In this scenario we have a user or group of users who are unable to activate and consume protected content. We have done our client side troubleshooting, but we haven’t been able to determine the problem. Let’s begin.
- Our first step should be to run a troubleshooting report within the AD RMS Management Console.** When you open the Troubleshooting report you are presented with menu below.
Select the appropriate date and time for the query (these would be the dates the user attempted to active or consume protected content.) Select the appropriate user and hit Finish. Once the report has finished, it will be presented to you similar to the image below.
The reporting features of AD RMS in Server 2008 R2 leave a lot to be desired, but for basic troubleshooting the report can be helpful. I’m not going to go into any detail with how to read the report, as it is straightforward.
**The reporting features of AD RMS in Server 2008 R2 require the Microsoft Report Viewer Distributable 2005 update be installed.
- Is the troubleshooting report not helpful enough to diagnose the issue? Maybe it’s an issue with the user object, distribution group objects, or contact object.
- For user objects, verify the user object has an email address. Typically if a user attempts to open a protected document and does not have an email address, it will be logged to the AD RMS server Application Event log.
- For distribution group objects, verify an email address is assigned. Also verify the user is actually a member of the distribution group.

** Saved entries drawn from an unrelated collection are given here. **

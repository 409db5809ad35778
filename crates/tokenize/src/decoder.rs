//! Best-effort inverse of numeric encoding.
//!
//! Character mode decodes code points back to text. Positional modes have
//! no reverse vocabulary, so each value becomes an opaque `[Token{n}]`
//! label. Visual mode cannot be decoded.

use serde::Serialize;

use crate::error::{FragmentFault, MalformedFragment, TokenizeError};
use crate::modes::{TokenizationMode, ValueMode};

/// Substituted for unreadable fragments in character mode.
pub const CHAR_PLACEHOLDER: char = char::REPLACEMENT_CHARACTER;

/// Substituted for unreadable fragments in positional modes.
pub const TOKEN_PLACEHOLDER: &str = "[Token?]";

/// Result of a decode that did not fail outright.
#[derive(Debug, Clone, PartialEq, Eq, Serialize)]
pub struct Decoded {
    /// Reconstructed text, with placeholders where fragments were unreadable.
    pub text: String,
    /// Fragments that were replaced by a placeholder, in input order.
    pub malformed: Vec<MalformedFragment>,
}

impl Decoded {
    /// True when no placeholder was used.
    pub fn is_clean(&self) -> bool {
        self.malformed.is_empty()
    }
}

/// Decode a comma separated list of numeric values.
///
/// Fails with [`TokenizeError::EmptyInput`] for blank input and with
/// [`TokenizeError::UnsupportedOperation`] in visual mode. Bad fragments
/// never abort the call; see [`Decoded::malformed`].
pub fn decode(
    encoded_input: &str,
    token_mode: TokenizationMode,
    value_mode: ValueMode,
) -> Result<Decoded, TokenizeError> {
    if encoded_input.trim().is_empty() {
        return Err(TokenizeError::EmptyInput);
    }
    if value_mode == ValueMode::Visual {
        return Err(TokenizeError::UnsupportedOperation(
            "decoding from visual symbols back to text",
        ));
    }

    let mut text = String::new();
    let mut malformed = Vec::new();
    for (index, fragment) in encoded_input.split(',').map(str::trim).enumerate() {
        let decoded = match token_mode {
            TokenizationMode::Character => decode_code_point(fragment).map(|c| text.push(c)),
            TokenizationMode::Word | TokenizationMode::Subword => decode_position(fragment)
                .map(|n| text.push_str(&format!("[Token{n}]"))),
        };
        if let Err(fault) = decoded {
            match token_mode {
                TokenizationMode::Character => text.push(CHAR_PLACEHOLDER),
                TokenizationMode::Word | TokenizationMode::Subword => text.push_str(TOKEN_PLACEHOLDER),
            }
            malformed.push(MalformedFragment {
                index,
                fragment: fragment.to_string(),
                fault,
            });
        }
    }

    if !malformed.is_empty() {
        tracing::warn!(%token_mode, count = malformed.len(), "decode substituted placeholders");
    }
    tracing::debug!(%token_mode, chars = text.chars().count(), "decoded");
    Ok(Decoded { text, malformed })
}

fn decode_code_point(fragment: &str) -> Result<char, FragmentFault> {
    let n: i64 = fragment.parse().map_err(|_| FragmentFault::NotANumber)?;
    u32::try_from(n)
        .ok()
        .and_then(char::from_u32)
        .ok_or(FragmentFault::InvalidCodePoint)
}

fn decode_position(fragment: &str) -> Result<i64, FragmentFault> {
    fragment.parse().map_err(|_| FragmentFault::NotANumber)
}
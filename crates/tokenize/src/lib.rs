#![forbid(unsafe_code)]
#![deny(
    clippy::unwrap_used,
    clippy::expect_used,
    clippy::panic,
    clippy::indexing_slicing
)]
#![deny(missing_docs, unused_must_use)]

//! Teaching tokenizer engine.
//!
//! Shows, at a conceptual level, how language models turn text into
//! discrete units and numbers. Nothing here is trained: there is no
//! vocabulary, no merge table and no persistence.
//!
//! Contract: every entry point is a pure function of its arguments.
//! The only shared data is the read-only symbol table.
//!
//! Layout:
//! - `modes.rs`: `TokenizationMode` and `ValueMode`
//! - `symbols.rs`: fixed character to emoji table for visual mode
//! - `tokenizer.rs`: character / word / subword splitting
//! - `encoder.rs`: code point, position or symbol per token
//! - `decoder.rs`: best-effort inverse of numeric encoding
//! - `insight.rs`: statistics and explanatory report
//! - `pipeline.rs`: validated tokenize → encode → report

/// Error types.
pub mod error;
/// Tokenization and value modes.
pub mod modes;
/// Visual symbol table.
pub mod symbols;
/// Text splitting.
pub mod tokenizer;
/// Token encoding.
pub mod encoder;
/// Numeric decoding.
pub mod decoder;
/// Statistics and narrative report.
pub mod insight;
/// Encode request pipeline.
pub mod pipeline;

pub use decoder::{decode, Decoded};
pub use encoder::{encode, format_sequence, EncodedValue};
pub use error::{FragmentFault, MalformedFragment, TokenizeError};
pub use insight::{report, TokenStats};
pub use modes::{TokenizationMode, ValueMode};
pub use pipeline::{analyze, Analysis};
pub use symbols::Symbol;
pub use tokenizer::tokenize;
#![forbid(unsafe_code)]
#![deny(
    clippy::unwrap_used,
    clippy::expect_used,
    clippy::panic,
    clippy::indexing_slicing
)]
#![deny(missing_docs, unused_must_use)]

//! HTTP routing for the tokenize engine.
//!
//! The router is a plain function from `(method, path, body)` to a
//! [`Reply`], so it can be exercised without a socket. `main.rs` owns the
//! `tiny_http` loop.

use serde::{Deserialize, Serialize};
use tokenize::{symbols, TokenizationMode, TokenizeError, ValueMode};

/// Logging setup shared with the binary.
pub mod logging;

/// A response ready to be written to the wire.
#[derive(Debug, Clone, PartialEq, Eq)]
pub struct Reply {
    /// HTTP status code.
    pub status: u16,
    /// Response body.
    pub body: String,
    /// Whether `body` is JSON (otherwise plain text).
    pub json: bool,
}

impl Reply {
    fn text(status: u16, body: &str) -> Self {
        Self { status, body: body.to_string(), json: false }
    }

    fn json<T: Serialize>(status: u16, value: &T) -> Self {
        match serde_json::to_string(value) {
            Ok(body) => Self { status, body, json: true },
            Err(e) => {
                tracing::error!(error = %e, "failed to serialize response");
                Self::text(500, "Internal Server Error")
            }
        }
    }

    fn error(status: u16, message: impl Into<String>) -> Self {
        Self::json(status, &ErrorBody { error: message.into() })
    }
}

#[derive(Serialize)]
struct ErrorBody {
    error: String,
}

#[derive(Deserialize)]
struct TokenizeRequest {
    text: String,
    token_mode: TokenizationMode,
}

#[derive(Serialize)]
struct TokenizeResponse {
    tokens: Vec<String>,
}

#[derive(Deserialize)]
struct EncodeRequest {
    text: String,
    token_mode: TokenizationMode,
    value_mode: ValueMode,
}

#[derive(Serialize)]
struct EncodeResponse {
    tokens: Vec<String>,
    encoded: Vec<tokenize::EncodedValue>,
    sequence: String,
    insight: String,
}

#[derive(Deserialize)]
struct DecodeRequest {
    input: String,
    token_mode: TokenizationMode,
    value_mode: ValueMode,
}

#[derive(Serialize)]
struct SymbolEntry {
    character: String,
    glyph: &'static str,
    label: &'static str,
}

/// HTTP status used to report an engine error.
pub fn status_for(err: &TokenizeError) -> u16 {
    match err {
        TokenizeError::EmptyInput => 422,
        TokenizeError::UnsupportedOperation(_) => 501,
        TokenizeError::UnknownMode(_) => 400,
    }
}

/// Dispatch one request.
pub fn route(method: &str, url: &str, body: &str) -> Reply {
    let path = url.split('?').next().unwrap_or(url);
    tracing::debug!(method, path, "request");
    match (method, path) {
        ("GET", "/health") => Reply::text(200, "OK"),
        ("GET", "/symbols") => symbols_table(),
        ("POST", "/tokenize") => with_body(body, tokenize_text),
        ("POST", "/encode") => with_body(body, encode_text),
        ("POST", "/decode") => with_body(body, decode_values),
        _ => Reply::text(404, "Not Found"),
    }
}

fn with_body<T, F>(body: &str, handler: F) -> Reply
where
    T: for<'de> Deserialize<'de>,
    F: FnOnce(T) -> Reply,
{
    match serde_json::from_str::<T>(body) {
        Ok(req) => handler(req),
        Err(e) => {
            tracing::debug!(error = %e, "rejecting malformed request body");
            Reply::error(400, format!("bad request: {e}"))
        }
    }
}

fn engine_error(err: TokenizeError) -> Reply {
    Reply::error(status_for(&err), err.to_string())
}

fn tokenize_text(req: TokenizeRequest) -> Reply {
    let tokens = tokenize::tokenize(&req.text, req.token_mode);
    Reply::json(200, &TokenizeResponse { tokens })
}

fn encode_text(req: EncodeRequest) -> Reply {
    match tokenize::analyze(&req.text, req.token_mode, req.value_mode) {
        Ok(analysis) => {
            let sequence = tokenize::format_sequence(&analysis.encoded);
            Reply::json(
                200,
                &EncodeResponse {
                    tokens: analysis.tokens,
                    encoded: analysis.encoded,
                    sequence,
                    insight: analysis.insight,
                },
            )
        }
        Err(e) => engine_error(e),
    }
}

fn decode_values(req: DecodeRequest) -> Reply {
    match tokenize::decode(&req.input, req.token_mode, req.value_mode) {
        Ok(decoded) => Reply::json(200, &decoded),
        Err(e) => engine_error(e),
    }
}

fn symbols_table() -> Reply {
    let entries: Vec<SymbolEntry> = symbols::entries()
        .map(|(c, s)| SymbolEntry { character: c.to_string(), glyph: s.glyph, label: s.label })
        .collect();
    Reply::json(200, &entries)
}

#[cfg(test)]
mod tests {
    use super::*;

    #[test]
    fn health_is_plain_text() {
        assert_eq!(route("GET", "/health", ""), Reply::text(200, "OK"));
    }

    #[test]
    fn unknown_route_is_404() {
        assert_eq!(route("GET", "/nope", "").status, 404);
        assert_eq!(route("GET", "/encode", "").status, 404);
    }

    #[test]
    fn query_string_is_ignored() {
        assert_eq!(route("GET", "/health?x=1", "").status, 200);
    }

    #[test]
    fn malformed_json_is_400() {
        let reply = route("POST", "/encode", "{not json");
        assert_eq!(reply.status, 400);
        assert!(reply.json);
    }

    #[test]
    fn missing_mode_is_400() {
        let reply = route("POST", "/tokenize", r#"{"text":"hi"}"#);
        assert_eq!(reply.status, 400);
    }

    #[test]
    fn error_statuses() {
        assert_eq!(status_for(&TokenizeError::EmptyInput), 422);
        assert_eq!(status_for(&TokenizeError::UnsupportedOperation("x")), 501);
    }
}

- For contact objects representing groups in another forest, verify the object has an email address and has msExchOriginatingForest is populated.
- Is the issue stemming from users in a trusted Active Directory forest which has its own implementation of AD RMS and you have a Trusted User Domain with? Well there are a few things we can check.
- Verify the service account in the trusted forest has been granted the appropriate permissions. Namely Read on the group expansion pipeline. This is required when group expansion needs to occur.
- Verify you have not set HKLMSoftwareMicrosoftDRMSGICURL. I’ve explained this in a previous host, but let me go into a bit more detail. When this registry entry is set, both intraforest and interforest users will be referred to whatever pipeline is referenced in the GICURL entry. This means if you’ve set it to something like https://adrms.contoso.local/_wmcs/certification, users in the fabrikam forest will receive that URL back when requesting an activation URL for their domain. The AD RMS client on the fabrikam user’s computer will then attempt to activate in the wrong forest and will fail.I can’t stress this one enough folks, play carefully with the GICURL registry entry. It’s a painful Easter egg for future administrators.
Complete failure of the service could mean a lot of things, but let’s quickly run through a list of must checks.
- Check the GICURL registry entry as discussed above.
- Check to make sure the service can connect with the backend WID or SQL database.
- Check the IIS logs to verify the users aren’t being denied access to the pipelines. If you’re seeing a ton of 401s and users are failing to authenticate, check the ACLs on the AD RMS pipelines.
- If the user is being prompted for a username and password and you have verified the AD RMS website has been added to the Intranet zone, ensure that the appropriate SPNs have been assigned to the AD RMS service account.
- If you’re experiencing really odd behavior at the client, verify the certificates being used by your AD RMS server are valid and have reachable CDPs if you’re doing CRL checking.
Remember you can always fall back on Server Side Debug Logging. It is extremely useful when you’re stumped.